If you stand in the rue Musette and look up slightly, you will see the Jacquemart family statue. It stood on the top of the belfry in Courtrai (Belgium) before Philip the Bold, in punishment for a rebellion by the Flemish population, had it dismounted, crated up, and brought to Dijon in 1382. He gifted it to his good town which, not having a belfry, placed it on the top of Notre-Dame. In the seventeenth century, the people of Dijon decided to bring him some cheer in his solitude by adding a wife (Jacqueline). A son (Jacquelinet) followed in 1716 and a daughter (Jacquelinette) in 1881.
The building dates from the second quarter of the 13th century. A rather unusual anecdote related by the Dominican Etienne de Bourbon gives the date of 1240 for near completion. A certain money lender (usurer) of Dijon, walking beneath the west façade, was killed by the fall of one of the gargoyles. The other usurers of the city went together and obtained the removal of all these dangerous objects, of which the Dominican was an eye-witness. The present gargoyles were placed in the façade only in 1881. The present line of sculptures are not gargoyles in the proper sense of the word, as they play no part in the water drainage system. They form the most striking and original feature of the church, for the west front takes the unusual form of a vast screen of masonry more like an Italian church then a French version.
This tapestry, the original of which is at the Museum of Fine Arts in Dijon, was woven after retreat of the the Swiss in 1513 to decorate Notre Dame de Dijon. The retreat was associated with the belief that the Virgin Mary protected the city; this belief was also attributed to the decision of the Germans to retreat from Dijon during WWII. After the Second World War, a new tapestry was commissioned to commemorate both retreats of 1513 and 1944. The Dijon subscribers paid for the cartoon, designed by the Benedictine monk Dom Robert (1907-1997), born Guy de Chaunac-Lanzac. The state assumed the cost of manufacture, conducted from 1946 to 1950 in the Gobelins. The tapestry was inaugurated in the church in 1950. In 1997, a thief cut out the lower right corner, which was signed by the artist. Between 1998 and 2000, the manufacturers of Beauvais wove an identical fragment to replace the stolen piece. In 2003 the restored tapestry was hung on the façade of the organ loft. Entitled Terribilis, the work depicts the Virgin Mary protecting the inhabitants of Dijon. The city, referred to symbolically, is besieged by threatening animals and insects, symbolizing the forces of evil. On either side of the city, two trees have dates on their trunk, one the dated 1513, the other that of 1944.

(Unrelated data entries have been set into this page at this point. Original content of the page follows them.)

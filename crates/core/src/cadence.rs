//! Notification cadence policy and send-time resolution.
//!
//! A workflow either sends notifications immediately or batches them into a
//! digest that goes out at the next qualifying send time. The returned time
//! is always strictly after `now`.

use chrono::{DateTime, Datelike, NaiveDate, NaiveDateTime, NaiveTime, TimeZone};
use serde::{Deserialize, Serialize};

use crate::error::CoreError;

/// Hour used when a workflow does not configure a send time.
pub const DEFAULT_SEND_HOUR: u32 = 8;

/// Default weekday for weekly digests (0 = Monday).
pub const DEFAULT_WEEKDAY: u32 = 0;

/// Default day of month for monthly digests.
pub const DEFAULT_MONTH_DAY: u32 = 1;

/// When queued notifications for a workflow are flushed.
///
/// Parameters live inside the variant they belong to, so a weekday can never
/// be attached to a daily cadence.
#[derive(Debug, Clone, PartialEq, Eq, Serialize, Deserialize)]
#[serde(tag = "cadence", rename_all = "snake_case")]
pub enum Cadence {
    Immediate,
    Daily,
    /// `weekday` is 0 = Monday ... 6 = Sunday.
    Weekly { weekday: u32 },
    /// `day` is clamped to the last day of short months.
    Monthly { day: u32 },
    /// Send on the date held in the named form field.
    FormFieldDate { field: String },
}

/// A cadence plus the time of day digests go out.
#[derive(Debug, Clone, PartialEq, Eq, Serialize, Deserialize)]
pub struct CadencePolicy {
    pub cadence: Cadence,
    pub send_time: NaiveTime,
}

/// Result of resolving a cadence at a given instant.
#[derive(Debug, Clone, PartialEq, Eq)]
pub enum Schedule<Tz: TimeZone> {
    /// The caller sends right away; nothing is queued.
    Immediate,
    /// Queue for the digest going out at this time.
    At(DateTime<Tz>),
}

fn default_send_time() -> NaiveTime {
    NaiveTime::from_hms_opt(DEFAULT_SEND_HOUR, 0, 0).unwrap_or(NaiveTime::MIN)
}

impl Default for CadencePolicy {
    fn default() -> Self {
        Self::immediate()
    }
}

impl CadencePolicy {
    pub fn immediate() -> Self {
        Self {
            cadence: Cadence::Immediate,
            send_time: default_send_time(),
        }
    }

    /// Build a policy from the `workflows.notification_cadence*` columns.
    ///
    /// `day` means weekday for weekly cadences and day-of-month for monthly
    /// ones and is ignored otherwise. A missing `time` means 08:00.
    pub fn from_columns(
        cadence: &str,
        day: Option<i32>,
        time: Option<NaiveTime>,
        form_field: Option<&str>,
    ) -> Result<Self, CoreError> {
        let cadence = match cadence {
            "immediate" => Cadence::Immediate,
            "daily" => Cadence::Daily,
            "weekly" => {
                let weekday = day.unwrap_or(DEFAULT_WEEKDAY as i32);
                if !(0..=6).contains(&weekday) {
                    return Err(CoreError::Validation(format!(
                        "Weekly cadence day must be 0 (Monday) to 6 (Sunday), got {weekday}"
                    )));
                }
                Cadence::Weekly {
                    weekday: weekday as u32,
                }
            }
            "monthly" => {
                // Zero and absent both mean the first of the month.
                let month_day = match day {
                    None | Some(0) => DEFAULT_MONTH_DAY as i32,
                    Some(d) => d,
                };
                if !(1..=31).contains(&month_day) {
                    return Err(CoreError::Validation(format!(
                        "Monthly cadence day must be 1 to 31, got {month_day}"
                    )));
                }
                Cadence::Monthly {
                    day: month_day as u32,
                }
            }
            "form_field_date" => Cadence::FormFieldDate {
                field: form_field.unwrap_or_default().trim().to_string(),
            },
            other => {
                return Err(CoreError::Validation(format!(
                    "Invalid notification cadence '{other}'. Must be one of: \
                     immediate, daily, weekly, monthly, form_field_date"
                )))
            }
        };

        Ok(Self {
            cadence,
            send_time: time.unwrap_or_else(default_send_time),
        })
    }

    pub fn is_immediate(&self) -> bool {
        matches!(self.cadence, Cadence::Immediate)
    }

    /// Database spelling of the cadence kind.
    pub fn kind(&self) -> &'static str {
        match self.cadence {
            Cadence::Immediate => "immediate",
            Cadence::Daily => "daily",
            Cadence::Weekly { .. } => "weekly",
            Cadence::Monthly { .. } => "monthly",
            Cadence::FormFieldDate { .. } => "form_field_date",
        }
    }

    /// Resolve when a notification raised at `now` should go out.
    ///
    /// `form_data` is the triggering submission's data, consulted only by
    /// [`Cadence::FormFieldDate`].
    pub fn schedule<Tz: TimeZone>(
        &self,
        now: &DateTime<Tz>,
        form_data: Option<&serde_json::Value>,
    ) -> Schedule<Tz> {
        let tz = now.timezone();
        let today = now.date_naive();
        let at = |date: NaiveDate| at_send_time(&tz, date, self.send_time);

        let next = match &self.cadence {
            Cadence::Immediate => return Schedule::Immediate,
            Cadence::Daily => {
                let candidate = at(today);
                if candidate <= *now {
                    at(add_days(today, 1))
                } else {
                    candidate
                }
            }
            Cadence::Weekly { weekday } => {
                let current = now.weekday().num_days_from_monday();
                let days_ahead = (weekday + 7 - current) % 7;
                let candidate = at(add_days(today, days_ahead));
                if days_ahead == 0 && candidate <= *now {
                    at(add_days(today, 7))
                } else {
                    candidate
                }
            }
            Cadence::Monthly { day } => {
                let candidate = at(clamped_date(today.year(), today.month(), *day));
                if candidate <= *now {
                    let (year, month) = if today.month() == 12 {
                        (today.year() + 1, 1)
                    } else {
                        (today.year(), today.month() + 1)
                    };
                    at(clamped_date(year, month, *day))
                } else {
                    candidate
                }
            }
            Cadence::FormFieldDate { field } => {
                let from_field = form_data
                    .and_then(|data| data.get(field.as_str()))
                    .and_then(value_as_date)
                    .map(&at)
                    .filter(|candidate| candidate > now);
                from_field.unwrap_or_else(|| at(add_days(today, 1)))
            }
        };

        Schedule::At(next)
    }
}

/// Free-function form of [`CadencePolicy::schedule`].
pub fn compute_scheduled_for<Tz: TimeZone>(
    policy: &CadencePolicy,
    now: &DateTime<Tz>,
    form_data: Option<&serde_json::Value>,
) -> Schedule<Tz> {
    policy.schedule(now, form_data)
}

fn at_send_time<Tz: TimeZone>(tz: &Tz, date: NaiveDate, time: NaiveTime) -> DateTime<Tz> {
    let local = date.and_time(time);
    // A send time inside a DST gap has no local reading; fall back to UTC.
    tz.from_local_datetime(&local)
        .earliest()
        .unwrap_or_else(|| tz.from_utc_datetime(&local))
}

fn add_days(date: NaiveDate, days: u32) -> NaiveDate {
    date.checked_add_days(chrono::Days::new(u64::from(days)))
        .unwrap_or(NaiveDate::MAX)
}

fn days_in_month(year: i32, month: u32) -> u32 {
    let first_of_next = if month == 12 {
        NaiveDate::from_ymd_opt(year + 1, 1, 1)
    } else {
        NaiveDate::from_ymd_opt(year, month + 1, 1)
    };
    first_of_next
        .and_then(|d| d.pred_opt())
        .map(|d| d.day())
        .unwrap_or(28)
}

fn clamped_date(year: i32, month: u32, day: u32) -> NaiveDate {
    let day = day.clamp(1, days_in_month(year, month));
    NaiveDate::from_ymd_opt(year, month, day).unwrap_or(NaiveDate::MIN)
}

/// Accepts `YYYY-MM-DD`, a naive ISO datetime, or RFC 3339.
fn value_as_date(value: &serde_json::Value) -> Option<NaiveDate> {
    let raw = value.as_str()?.trim();
    if raw.is_empty() {
        return None;
    }
    NaiveDate::parse_from_str(raw, "%Y-%m-%d")
        .ok()
        .or_else(|| {
            NaiveDateTime::parse_from_str(raw, "%Y-%m-%dT%H:%M:%S%.f")
                .ok()
                .map(|dt| dt.date())
        })
        .or_else(|| DateTime::parse_from_rfc3339(raw).ok().map(|dt| dt.date_naive()))
}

Although I rarely do this, due to a limitation of space on the server, I have included a full resolution picture of the stained glass of the North Transept. Download it, enlarge, print and peruse, my gift to my loyal readers.
In the Rue de la Chouette, a small stone owl nestles above one of the piers. Everybody “touches” the wise old owl and makes a wish. Whenever things are going wrong, people will say to you : “Have you tried stroking the owl ?”. Over time the owl became very worn, losing all detail, because of a superstition: people stroked it with their left hand while making a wish. On January 5, 2001, a vandal damaged it with several blows of a hammer, thereby upsetting the population. Rather than leaving the sculpture in this damaged state or replacing it with a newly sculpted block of stone, it was decided to repair the damage. A mold of the owl had been made in 1988 by an expert from the Louvre, and it served as a model for the repair, which was completed in February 2001. The office of tourism chose it in 2001 as the symbol for the Parcours de la Chouette (Owl Walk), a tourist trail around the historic center marked out by 22 square plaques each bearing the image of an owl.